_YOUR OBJECTIVE_: Go through the listing below and show each line that has the word "Returns".

_GIVEN DATA_:

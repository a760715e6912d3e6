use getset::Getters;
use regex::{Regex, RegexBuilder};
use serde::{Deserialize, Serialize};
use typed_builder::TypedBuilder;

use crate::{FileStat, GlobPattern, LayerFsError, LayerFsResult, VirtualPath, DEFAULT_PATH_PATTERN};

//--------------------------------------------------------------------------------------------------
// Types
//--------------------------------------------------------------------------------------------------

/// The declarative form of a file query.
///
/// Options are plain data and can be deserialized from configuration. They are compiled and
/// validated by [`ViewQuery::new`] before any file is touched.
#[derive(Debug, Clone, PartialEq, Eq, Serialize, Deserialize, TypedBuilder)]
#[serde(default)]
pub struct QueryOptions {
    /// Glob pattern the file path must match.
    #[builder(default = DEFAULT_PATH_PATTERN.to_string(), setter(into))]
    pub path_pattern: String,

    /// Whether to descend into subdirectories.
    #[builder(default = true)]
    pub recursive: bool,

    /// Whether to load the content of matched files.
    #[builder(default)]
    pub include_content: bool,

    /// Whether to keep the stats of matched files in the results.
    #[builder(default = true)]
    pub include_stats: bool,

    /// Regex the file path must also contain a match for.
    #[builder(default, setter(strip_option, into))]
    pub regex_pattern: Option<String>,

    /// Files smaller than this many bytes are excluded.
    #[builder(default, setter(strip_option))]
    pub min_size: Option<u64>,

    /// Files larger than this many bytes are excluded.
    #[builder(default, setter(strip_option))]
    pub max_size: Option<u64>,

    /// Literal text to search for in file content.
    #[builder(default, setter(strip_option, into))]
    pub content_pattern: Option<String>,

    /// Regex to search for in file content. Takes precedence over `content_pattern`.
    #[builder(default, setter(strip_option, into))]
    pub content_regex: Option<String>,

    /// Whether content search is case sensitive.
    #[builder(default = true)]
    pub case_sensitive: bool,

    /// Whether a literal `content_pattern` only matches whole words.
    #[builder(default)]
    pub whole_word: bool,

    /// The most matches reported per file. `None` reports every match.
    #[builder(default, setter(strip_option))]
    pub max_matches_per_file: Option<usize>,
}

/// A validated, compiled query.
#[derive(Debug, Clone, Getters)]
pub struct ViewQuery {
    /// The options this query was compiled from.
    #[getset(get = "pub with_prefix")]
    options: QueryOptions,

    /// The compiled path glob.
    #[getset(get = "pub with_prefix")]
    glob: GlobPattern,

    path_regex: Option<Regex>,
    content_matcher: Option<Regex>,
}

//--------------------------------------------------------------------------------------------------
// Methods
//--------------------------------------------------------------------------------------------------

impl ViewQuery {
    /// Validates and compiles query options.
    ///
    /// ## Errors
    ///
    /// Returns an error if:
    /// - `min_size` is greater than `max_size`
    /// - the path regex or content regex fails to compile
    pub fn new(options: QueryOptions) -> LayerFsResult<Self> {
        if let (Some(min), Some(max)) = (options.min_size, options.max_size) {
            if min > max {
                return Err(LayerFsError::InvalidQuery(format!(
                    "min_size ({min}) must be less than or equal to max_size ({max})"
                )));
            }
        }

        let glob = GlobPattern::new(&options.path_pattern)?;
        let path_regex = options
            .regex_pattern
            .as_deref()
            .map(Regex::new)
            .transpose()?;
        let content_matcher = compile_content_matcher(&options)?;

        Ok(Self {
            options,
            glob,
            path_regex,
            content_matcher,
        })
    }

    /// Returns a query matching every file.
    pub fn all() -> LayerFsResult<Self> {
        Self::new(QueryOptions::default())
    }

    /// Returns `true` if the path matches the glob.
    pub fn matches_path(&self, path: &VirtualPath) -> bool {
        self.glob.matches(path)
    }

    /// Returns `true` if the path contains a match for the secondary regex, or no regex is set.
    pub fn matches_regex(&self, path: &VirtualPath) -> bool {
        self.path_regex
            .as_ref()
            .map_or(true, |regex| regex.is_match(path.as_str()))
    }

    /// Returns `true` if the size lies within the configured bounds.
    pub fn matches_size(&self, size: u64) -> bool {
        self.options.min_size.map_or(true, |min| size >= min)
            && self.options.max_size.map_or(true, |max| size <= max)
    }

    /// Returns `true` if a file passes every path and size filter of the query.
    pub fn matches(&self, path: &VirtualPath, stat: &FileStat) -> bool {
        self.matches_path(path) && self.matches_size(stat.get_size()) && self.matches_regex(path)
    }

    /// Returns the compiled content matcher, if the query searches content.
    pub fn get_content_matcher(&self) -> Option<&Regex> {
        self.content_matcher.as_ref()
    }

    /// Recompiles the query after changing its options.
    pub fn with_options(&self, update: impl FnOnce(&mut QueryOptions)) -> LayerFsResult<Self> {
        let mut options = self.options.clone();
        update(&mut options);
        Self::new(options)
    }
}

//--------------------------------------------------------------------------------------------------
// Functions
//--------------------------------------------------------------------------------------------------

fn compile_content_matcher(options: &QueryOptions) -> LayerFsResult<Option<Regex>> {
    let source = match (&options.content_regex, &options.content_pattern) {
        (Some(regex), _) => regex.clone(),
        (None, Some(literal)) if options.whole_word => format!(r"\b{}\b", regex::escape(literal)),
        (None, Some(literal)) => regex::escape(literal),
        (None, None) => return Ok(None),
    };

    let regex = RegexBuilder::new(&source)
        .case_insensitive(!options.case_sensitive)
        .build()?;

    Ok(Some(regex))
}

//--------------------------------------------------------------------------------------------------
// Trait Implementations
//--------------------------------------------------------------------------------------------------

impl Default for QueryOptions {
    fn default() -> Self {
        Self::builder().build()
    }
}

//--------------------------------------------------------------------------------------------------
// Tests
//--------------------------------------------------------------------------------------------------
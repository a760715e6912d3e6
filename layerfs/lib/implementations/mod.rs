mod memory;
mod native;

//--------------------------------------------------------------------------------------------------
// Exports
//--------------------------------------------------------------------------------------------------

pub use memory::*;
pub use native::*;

_SOLUTION TO THE EXERCISE_:
    /// Returns an error if:
    /// Returns a query matching every file.
    /// Returns `true` if the path matches the glob.
    /// Returns `true` if the path contains a match for the secondary regex, or no regex is set.
    /// Returns `true` if the size lies within the configured bounds.
    /// Returns `true` if a file passes every path and size filter of the query.
    /// Returns the compiled content matcher, if the query searches content.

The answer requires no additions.